🤖 AI Summary
Existing VQA models exhibit significant performance degradation on cross-domain tasks—such as remote sensing, medical imaging, and mathematical chart understanding—primarily due to large distribution shifts and insufficient domain adaptation mechanisms. To address this, we propose a plug-and-play, decoupled adaptive framework: a lightweight domain classifier first identifies the input image’s domain; then, domain-specific visual adapters (modulating visual features) and language adapters (modulating textual prompts) are dynamically injected via a unified hook interface—without fine-tuning the backbone network. Our approach ensures strong modularity, high extensibility, and zero retraining overhead. Evaluated on MathVQA, MedVQA-RAD, ChartQA, and a remote sensing VQA benchmark, it achieves consistent improvements: +2.3 BLEU, +2.6 VQA Accuracy, and +3.1 ROUGE, respectively, demonstrating robust cross-domain generalization.
📝 Abstract
Recent advances in Visual Question Answering (VQA) have demonstrated impressive performance in natural image domains, with models like LLaVA leveraging large language models (LLMs) for open-ended reasoning.
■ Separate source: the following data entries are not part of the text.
use crate::{
    args::Args,
    probes,
};
use color_eyre::Result;
use envprint_config::{
    apply_assignment,
    get_config_dir,
    get_data_dir,
    load_overrides_file,
    ConfigStore,
};
use envprint_orchestrator::{
    public_field_name,
    CollectionOrchestrator,
};
use eyre::Context as _;
use serde::Serialize;
use serde_json::{
    json,
    Value,
};

const DEFAULT_CONFIG_FILE: &str = "config.yaml";

pub async fn run(args: Args) -> Result<()> {
    let config = load_config(&args)?;
    let orchestrator = CollectionOrchestrator::from_config(config, get_data_dir());
    orchestrator.registry().register_all(probes::builtin());

    if args.list_probes {
        return print_json(&list_probes(&orchestrator), args.pretty);
    }

    for cycle in 1..=args.repeat {
        let fingerprint = orchestrator
            .collect(None)
            .await
            .wrap_err_with(|| format!("Collection cycle {cycle} failed"))?;
        print_json(&fingerprint, args.pretty)?;

        if cycle < args.repeat {
            tokio::select! {
                _ = tokio::time::sleep(args.interval) => {}
                _ = tokio::signal::ctrl_c() => {
                    info!(cycle, "interrupted, stopping");
                    break;
                }
            }
        }
    }

    debug!(stats = ?orchestrator.cache().stats(), "done");
    Ok(())
}

/// Defaults, then the override file, then `--set` assignments in order.
fn load_config(args: &Args) -> Result<ConfigStore> {
    let overrides = match &args.config {
        Some(path) => load_overrides_file(path)?,
        None => {
            let path = get_config_dir().join(DEFAULT_CONFIG_FILE);
            if path.exists() {
                debug!(?path, "loading configuration file");
                load_overrides_file(&path)?
            } else {
                Value::Object(Default::default())
            }
        }
    };

    let config = ConfigStore::with_overrides(&overrides);
    for assignment in &args.assignments {
        apply_assignment(&config, assignment)?;
    }
    Ok(config)
}

fn list_probes(orchestrator: &CollectionOrchestrator) -> Value {
    orchestrator
        .registry()
        .get_enabled_sorted()
        .iter()
        .map(|registered| {
            let descriptor = registered.descriptor();
            json!({
                "name": descriptor.name,
                "field": public_field_name(&descriptor.name),
                "priority": descriptor.priority,
                "async": descriptor.requires_async,
                "timeoutMs": descriptor.timeout.map(|t| t.as_millis() as u64),
                "timeoutGroup": descriptor.timeout_group,
            })
        })
        .collect()
}

fn print_json(value: &impl Serialize, pretty: bool) -> Result<()> {
    let rendered = if pretty {
        serde_json::to_string_pretty(value)
    } else {
        serde_json::to_string(value)
    }
    .context("Failed to render output")?;
    println!("{rendered}");
    Ok(())
}

#[cfg(test)]
mod tests {
    use super::*;
    use clap::Parser;
    use pretty_assertions::assert_eq;
    use temp_dir::TempDir;

    #[test]
    fn assignments_apply_over_the_config_file() {
        let dir = TempDir::new().unwrap();
        let file = dir.child("envprint.yaml");
        std::fs::write(&file, "cache:\n  ttl: 10\n  maxSize: 3\n").unwrap();

        let args = Args::parse_from([
            "envprint",
            "--config",
            file.to_str().unwrap(),
            "--set",
            "cache.ttl=99",
        ]);
        let config = load_config(&args).unwrap();
        assert_eq!(config.get("cache.ttl", 0u64), 99);
        assert_eq!(config.get("cache.maxSize", 0usize), 3);
        assert_eq!(config.get("cache.storage", String::new()), "memory");
    }

    #[test]
    fn missing_config_file_is_an_error() {
        let dir = TempDir::new().unwrap();
        let args = Args::parse_from(["envprint", "--config", dir.child("absent.yaml").to_str().unwrap()]);
        assert!(load_config(&args).is_err());
    }

    #[test]
    fn listed_probes_follow_priority_order() {
        let config = ConfigStore::with_overrides(&json!({ "features": { "shell": false } }));
        let orchestrator = CollectionOrchestrator::from_config(config, std::env::temp_dir());
        orchestrator.registry().register_all(probes::builtin());

        let listed = list_probes(&orchestrator);
        let names = listed
            .as_array()
            .unwrap()
            .iter()
            .map(|p| p["name"].as_str().unwrap().to_string())
            .collect::<Vec<_>>();
        assert_eq!(
            names,
            vec!["platform", "cpu", "locale", "timezone", "hostname", "machine_id"]
        );
        assert_eq!(listed[1]["field"], json!("hardwareConcurrency"));
    }
}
However, their generalization degrades significantly when transferred to out-of-domain scenarios such as remote sensing, medical imaging, or math diagrams, due to large distributional shifts and the lack of effective domain adaptation mechanisms. Existing approaches typically rely on per-domain fine-tuning or bespoke pipelines, which are costly, inflexible, and not scalable across diverse tasks. In this paper, we propose CATCH, a plug-and-play framework for cross-domain adaptation that improves the generalization of VQA models while requiring minimal changes to their core architecture. Our key idea is to decouple visual and linguistic adaptation by introducing two lightweight modules: a domain classifier to identify the input image type, and a dual adapter mechanism comprising a Prompt Adapter for language modulation and a Visual Adapter for vision feature adjustment. Both modules are dynamically injected via a unified hook interface, requiring no retraining of the backbone model. Experimental results across four domain-specific VQA benchmarks demonstrate that our framework achieves consistent performance gains without retraining the backbone model, including +2.3 BLEU on MathVQA, +2.6 VQA on MedVQA-RAD, and +3.1 ROUGE on ChartQA. These results highlight that CATCH provides a scalable and extensible approach to multi-domain VQA, enabling practical deployment across diverse application domains.